The financial results come almost three weeks after the company went public with $82 Bn market capitalisation. Industry watchers have since wondered how the company can trim its losses amid increased competition.
Here are some key metrics of the company’s Q1 performance:
- Loss from operations was $1.03 Bn, wider than the $478 Mn reported last year
- Sales and marketing costs jumped 54% reached $1.04 Bn driven by increased consumer promotions as well as by advertising and marketing headcount
- Company’s ridesharing revenue grew 9% reaching $2.37 Bn
- UberEats’ revenue grew 89% reaching $536 Mn
- Gross ride sharing bookings increased 22% reaching $11.4Bn
- Uber’s ride-hailing adjusted net revenue divided by bookings was about 20%, compared with 23% last year
Addressing investors and analysts during earnings call, Uber chief executive Dara Khosrowshahi acknowledged the company’s fierce competition around the world, but said much of the aggressive pricing appears to be abating in certain big markets.
“We’ve more recently seen signs of competition becoming more focused on brand and products, versus incentives.
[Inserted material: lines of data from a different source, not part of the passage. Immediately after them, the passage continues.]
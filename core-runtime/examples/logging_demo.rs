//! Logging system demonstration
//!
//! This example shows how to use the logging infrastructure in different modes.
//!
//! Run with:
//! ```bash
//! # Pretty format (default in debug)
//! cargo run --example logging_demo
//!
//! # JSON format
//! cargo run --example logging_demo -- json
//!
//! # Compact format
//! cargo run --example logging_demo -- compact
//!
//! # With custom filter
//! cargo run --example logging_demo -- pretty "core_runtime=trace"
//! ```

use bridge_traits::time::{ConsoleLogger, LogLevel};
use core_runtime::logging::{
    blur_coordinate, init_logging, redact_if_sensitive, LogFormat, LoggingConfig,
};
use std::env;
use std::sync::Arc;
use tracing::{debug, info, span, warn, Level};

#[tokio::main]
async fn main() {
    // Parse command line arguments
    let args: Vec<String> = env::args().collect();

    let format = if args.len() > 1 {
        match args[1].as_str() {
            "json" => LogFormat::Json,
            "compact" => LogFormat::Compact,
            "pretty" => LogFormat::Pretty,
            _ => LogFormat::Pretty,
        }
    } else {
        LogFormat::default()
    };

    let filter = args.get(2).cloned();

    // Initialize logging with a console sink mirroring every event
    let mut config = LoggingConfig::default()
        .with_format(format)
        .with_level(LogLevel::Trace)
        .with_logger_sink(Arc::new(ConsoleLogger {
            min_level: LogLevel::Debug,
        }))
        .with_spans(true)
        .with_target(true);

    if let Some(f) = filter {
        config = config.with_filter(f);
    }

    init_logging(config).expect("Failed to initialize logging");

    info!("=== Logging System Demo ===");
    info!(format = ?format, "Logging initialized");

    // Span context the way the probe sequence uses it
    let probe_span = span!(Level::INFO, "capability_probe", capability = "device");
    let _enter = probe_span.enter();

    info!("Probing device information");

    // Device identifiers must never reach the logs unredacted
    let uuid = "9f2d4c1a-7b3e-42f1-9d6a-001122334455";
    debug!(
        uuid = %redact_if_sensitive("uuid", uuid),
        model = "Pixel 8",
        "Device info collected"
    );

    // Position fixes are blurred to ~1 km before logging
    debug!(
        latitude = blur_coordinate(59.913869),
        longitude = blur_coordinate(10.752245),
        "Position acquired"
    );

    // Tolerated probe failures surface as warnings
    warn!(
        capability = "battery",
        error = "no battery present on this host",
        "Capability probe failed"
    );

    drop(_enter);

    info!("=== Demo complete ===");

    // Give the sink's spawned forwarding tasks a moment to drain
    tokio::time::sleep(std::time::Duration::from_millis(50)).await;
}
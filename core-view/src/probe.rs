//! One-shot capability probes.

use std::sync::Arc;

use bridge_traits::camera::CameraService;
use bridge_traits::device::DeviceInfoService;
use bridge_traits::geolocation::GeolocationService;
use bridge_traits::network::NetworkMonitor;
use bridge_traits::time::{LogEntry, LogLevel, LoggerSink};
use core_runtime::events::Capability;
use core_runtime::logging::redact_if_sensitive;
use tracing::{debug, warn};

use crate::error::ProbeError;
use crate::log::EventLog;
use crate::snapshot::{
    BatterySnapshot, DeviceSnapshot, LocationSnapshot, NetworkSnapshot, PlatformInfo,
};

/// Runs the one-shot capability queries and normalizes their results.
///
/// Each probe is independently callable and idempotent: invoking it again
/// re-queries the external service, nothing is cached here. Failures are
/// returned to the caller; the initialization sequencer decides what to do
/// with them (it tolerates all of them).
pub struct CapabilityProbe {
    device: Arc<dyn DeviceInfoService>,
    camera: Arc<dyn CameraService>,
    network: Arc<dyn NetworkMonitor>,
    geolocation: Arc<dyn GeolocationService>,
    log: Arc<EventLog>,
    diagnostics: Option<Arc<dyn LoggerSink>>,
}

impl CapabilityProbe {
    pub fn new(
        device: Arc<dyn DeviceInfoService>,
        camera: Arc<dyn CameraService>,
        network: Arc<dyn NetworkMonitor>,
        geolocation: Arc<dyn GeolocationService>,
        log: Arc<EventLog>,
        diagnostics: Option<Arc<dyn LoggerSink>>,
    ) -> Self {
        Self {
            device,
            camera,
            network,
            geolocation,
            log,
            diagnostics,
        }
    }

    /// Query platform identity.
    pub async fn probe_platform(&self) -> Result<PlatformInfo, ProbeError> {
        let info = self
            .device
            .get_info()
            .await
            .map_err(|e| ProbeError::new(Capability::Platform, e))?;

        Ok(PlatformInfo {
            platform_name: info.platform,
            is_native_platform: self.device.is_native_platform(),
        })
    }

    /// Check whether a camera can be used.
    ///
    /// Never fails: any capture or permission error from the bridge is the
    /// "unavailable" signal.
    pub async fn probe_camera_availability(&self) -> bool {
        self.camera.is_available().await
    }

    /// Query device identity and OS details.
    pub async fn probe_device_info(&self) -> Result<DeviceSnapshot, ProbeError> {
        let info = self
            .device
            .get_info()
            .await
            .map_err(|e| ProbeError::new(Capability::Device, e))?;

        let snapshot = DeviceSnapshot::from(info);
        debug!(
            uuid = %redact_if_sensitive("uuid", &snapshot.uuid),
            model = %snapshot.name,
            "Device info collected"
        );
        Ok(snapshot)
    }

    /// Query battery state.
    pub async fn probe_battery_info(&self) -> Result<BatterySnapshot, ProbeError> {
        let info = self
            .device
            .get_battery_info()
            .await
            .map_err(|e| ProbeError::new(Capability::Battery, e))?;

        Ok(BatterySnapshot::from(info))
    }

    /// Query network status and report the initial connection type to the
    /// event log.
    pub async fn probe_network_info(&self) -> Result<NetworkSnapshot, ProbeError> {
        let status = self
            .network
            .get_status()
            .await
            .map_err(|e| ProbeError::new(Capability::Network, e))?;

        self.log
            .append(format!("Initial connection type: {}", status.connection_type));
        Ok(NetworkSnapshot::from(status))
    }

    /// Query the current position.
    pub async fn probe_location_info(&self) -> Result<LocationSnapshot, ProbeError> {
        let position = self
            .geolocation
            .get_current_position()
            .await
            .map_err(|e| ProbeError::new(Capability::Location, e))?;

        Ok(LocationSnapshot::from(position))
    }

    /// Record a tolerated probe failure to the diagnostic channel.
    pub(crate) async fn record_failure(&self, error: &ProbeError) {
        warn!(capability = %error.capability, error = %error.source, "Capability probe failed");

        if let Some(sink) = &self.diagnostics {
            let entry = LogEntry::new(LogLevel::Error, "core_view::probe", error.to_string())
                .with_field("capability", error.capability.to_string());
            sink.log(entry).await.ok();
        }
    }
}

#[cfg(test)]
mod tests {
    use super::*;
    use async_trait::async_trait;
    use bridge_traits::camera::{Photo, PhotoConfig};
    use bridge_traits::device::{BatteryInformation, DeviceInformation};
    use bridge_traits::error::{BridgeError, Result as BridgeResult};
    use bridge_traits::geolocation::Position;
    use bridge_traits::network::{
        ConnectionType, NetworkChangeStream, NetworkStatus,
    };
    use mockall::mock;

    mock! {
        pub Device {}

        #[async_trait]
        impl DeviceInfoService for Device {
            async fn get_info(&self) -> BridgeResult<DeviceInformation>;
            async fn get_battery_info(&self) -> BridgeResult<BatteryInformation>;
            fn is_native_platform(&self) -> bool;
        }
    }

    mock! {
        pub Camera {}

        #[async_trait]
        impl CameraService for Camera {
            async fn get_photo(&self, config: PhotoConfig) -> BridgeResult<Photo>;
            async fn is_available(&self) -> bool;
        }
    }

    mock! {
        pub Network {}

        #[async_trait]
        impl NetworkMonitor for Network {
            async fn get_status(&self) -> BridgeResult<NetworkStatus>;
            async fn subscribe_changes(&self) -> BridgeResult<Box<dyn NetworkChangeStream>>;
        }
    }

    mock! {
        pub Geolocation {}

        #[async_trait]
        impl GeolocationService for Geolocation {
            async fn get_current_position(&self) -> BridgeResult<Position>;
        }
    }

    fn sample_device_info() -> DeviceInformation {
        DeviceInformation {
            platform: "android".to_string(),
            model: "Pixel 8".to_string(),
            os_version: "14".to_string(),
            manufacturer: "Google".to_string(),
            is_virtual: false,
            uuid: "9f2d-4c1a".to_string(),
        }
    }

    fn probe_with(
        device: MockDevice,
        camera: MockCamera,
        network: MockNetwork,
        geolocation: MockGeolocation,
    ) -> CapabilityProbe {
        CapabilityProbe::new(
            Arc::new(device),
            Arc::new(camera),
            Arc::new(network),
            Arc::new(geolocation),
            Arc::new(EventLog::new()),
            None,
        )
    }

    fn quiet_mocks() -> (MockDevice, MockCamera, MockNetwork, MockGeolocation) {
        (
            MockDevice::new(),
            MockCamera::new(),
            MockNetwork::new(),
            MockGeolocation::new(),
        )
    }

    #[tokio::test]
    async fn test_platform_probe_maps_fields() {
        let (mut device, camera, network, geolocation) = quiet_mocks();
        device
            .expect_get_info()
            .returning(|| Ok(sample_device_info()));
        device.expect_is_native_platform().return_const(true);

        let probe = probe_with(device, camera, network, geolocation);
        let platform = probe.probe_platform().await.unwrap();

        assert_eq!(platform.platform_name, "android");
        assert!(platform.is_native_platform);
    }

    #[tokio::test]
    async fn test_device_probe_maps_fields() {
        let (mut device, camera, network, geolocation) = quiet_mocks();
        device
            .expect_get_info()
            .returning(|| Ok(sample_device_info()));

        let probe = probe_with(device, camera, network, geolocation);
        let snapshot = probe.probe_device_info().await.unwrap();

        assert_eq!(snapshot.name, "Pixel 8");
        assert_eq!(snapshot.operating_system, "android");
        assert_eq!(snapshot.os_version, "14");
        assert_eq!(snapshot.manufacturer, "Google");
        assert!(!snapshot.is_virtual);
        assert_eq!(snapshot.uuid, "9f2d-4c1a");
    }

    #[tokio::test]
    async fn test_battery_probe_maps_fields() {
        let (mut device, camera, network, geolocation) = quiet_mocks();
        device.expect_get_battery_info().returning(|| {
            Ok(BatteryInformation {
                battery_level: 0.66,
                is_charging: true,
            })
        });

        let probe = probe_with(device, camera, network, geolocation);
        let snapshot = probe.probe_battery_info().await.unwrap();

        assert_eq!(snapshot.level, 0.66);
        assert!(snapshot.is_charging);
    }

    #[tokio::test]
    async fn test_camera_probe_reports_availability() {
        let (device, mut camera, network, geolocation) = quiet_mocks();
        camera.expect_is_available().returning(|| true);

        let probe = probe_with(device, camera, network, geolocation);
        assert!(probe.probe_camera_availability().await);
    }

    #[tokio::test]
    async fn test_camera_probe_never_errors() {
        let (device, mut camera, network, geolocation) = quiet_mocks();
        camera.expect_is_available().returning(|| false);

        let probe = probe_with(device, camera, network, geolocation);
        assert!(!probe.probe_camera_availability().await);
    }

    #[tokio::test]
    async fn test_network_probe_maps_and_logs() {
        let (device, camera, mut network, geolocation) = quiet_mocks();
        network.expect_get_status().returning(|| {
            Ok(NetworkStatus {
                connected: true,
                connection_type: ConnectionType::Wifi,
            })
        });

        let log = Arc::new(EventLog::new());
        let probe = CapabilityProbe::new(
            Arc::new(device),
            Arc::new(camera),
            Arc::new(network),
            Arc::new(geolocation),
            Arc::clone(&log),
            None,
        );

        let snapshot = probe.probe_network_info().await.unwrap();
        assert!(snapshot.is_connected);
        assert_eq!(snapshot.connection_type, ConnectionType::Wifi);
        assert_eq!(log.entries(), vec!["Initial connection type: wifi"]);
    }

    #[tokio::test]
    async fn test_location_probe_maps_fields() {
        let (device, camera, network, mut geolocation) = quiet_mocks();
        geolocation.expect_get_current_position().returning(|| {
            Ok(Position {
                latitude: 40.41,
                longitude: -3.70,
                accuracy: None,
            })
        });

        let probe = probe_with(device, camera, network, geolocation);
        let snapshot = probe.probe_location_info().await.unwrap();

        assert_eq!(snapshot.latitude, 40.41);
        assert_eq!(snapshot.longitude, -3.70);
    }

    #[tokio::test]
    async fn test_failed_probe_names_capability() {
        let (device, camera, network, mut geolocation) = quiet_mocks();
        geolocation
            .expect_get_current_position()
            .returning(|| Err(BridgeError::PermissionDenied("declined".to_string())));

        let probe = probe_with(device, camera, network, geolocation);
        let error = probe.probe_location_info().await.unwrap_err();

        assert_eq!(error.capability, Capability::Location);
        assert!(matches!(error.source, BridgeError::PermissionDenied(_)));
    }

    #[tokio::test]
    async fn test_probe_is_idempotent() {
        let (mut device, camera, network, geolocation) = quiet_mocks();
        // Each invocation re-queries the service; two calls expected.
        device
            .expect_get_info()
            .times(2)
            .returning(|| Ok(sample_device_info()));

        let probe = probe_with(device, camera, network, geolocation);
        probe.probe_device_info().await.unwrap();
        probe.probe_device_info().await.unwrap();
    }

    #[tokio::test]
    async fn test_record_failure_reaches_sink() {
        use bridge_traits::time::{LogEntry, LogLevel, LoggerSink};
        use std::sync::Mutex;

        #[derive(Default)]
        struct CaptureSink {
            entries: Mutex<Vec<LogEntry>>,
        }

        #[async_trait]
        impl LoggerSink for CaptureSink {
            async fn log(&self, entry: LogEntry) -> BridgeResult<()> {
                self.entries.lock().unwrap().push(entry);
                Ok(())
            }

            fn min_level(&self) -> LogLevel {
                LogLevel::Trace
            }
        }

        let sink = Arc::new(CaptureSink::default());
        let (device, camera, network, geolocation) = quiet_mocks();
        let probe = CapabilityProbe::new(
            Arc::new(device),
            Arc::new(camera),
            Arc::new(network),
            Arc::new(geolocation),
            Arc::new(EventLog::new()),
            Some(sink.clone() as Arc<dyn LoggerSink>),
        );

        let error = ProbeError::new(
            Capability::Device,
            BridgeError::OperationFailed("dmi unreadable".to_string()),
        );
        probe.record_failure(&error).await;

        let entries = sink.entries.lock().unwrap();
        assert_eq!(entries.len(), 1);
        assert_eq!(entries[0].level, LogLevel::Error);
        assert_eq!(
            entries[0].fields.get("capability"),
            Some(&"device".to_string())
        );
    }
}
We think it is a healthy trend for the business,” he added.
He also went on to outline the ways Uber can grow in future which includes integrating with public transportation options, launching in partnership with taxis in Japan and upselling Uber’s other customers who buy food from Uber Eats or ride its scooters.
Khosrowshahi said there “absolutely will be consolidation” and signaled that Uber could take part in any acquisitions that make long-term sense. This future-ready approach is essential to the company’s survival in the face of increased scrutiny with being public and the competition from the likes of Lyft and Ola.
Indian rival Ola has been the leading player in India in terms of market share and has already expanded abroad with investments of over $60 Mn. The Bhavish Aggarwal and Ankit Bhati-led company has been feeding off Uber’s diminishing presence in Indian market and the global shutdowns.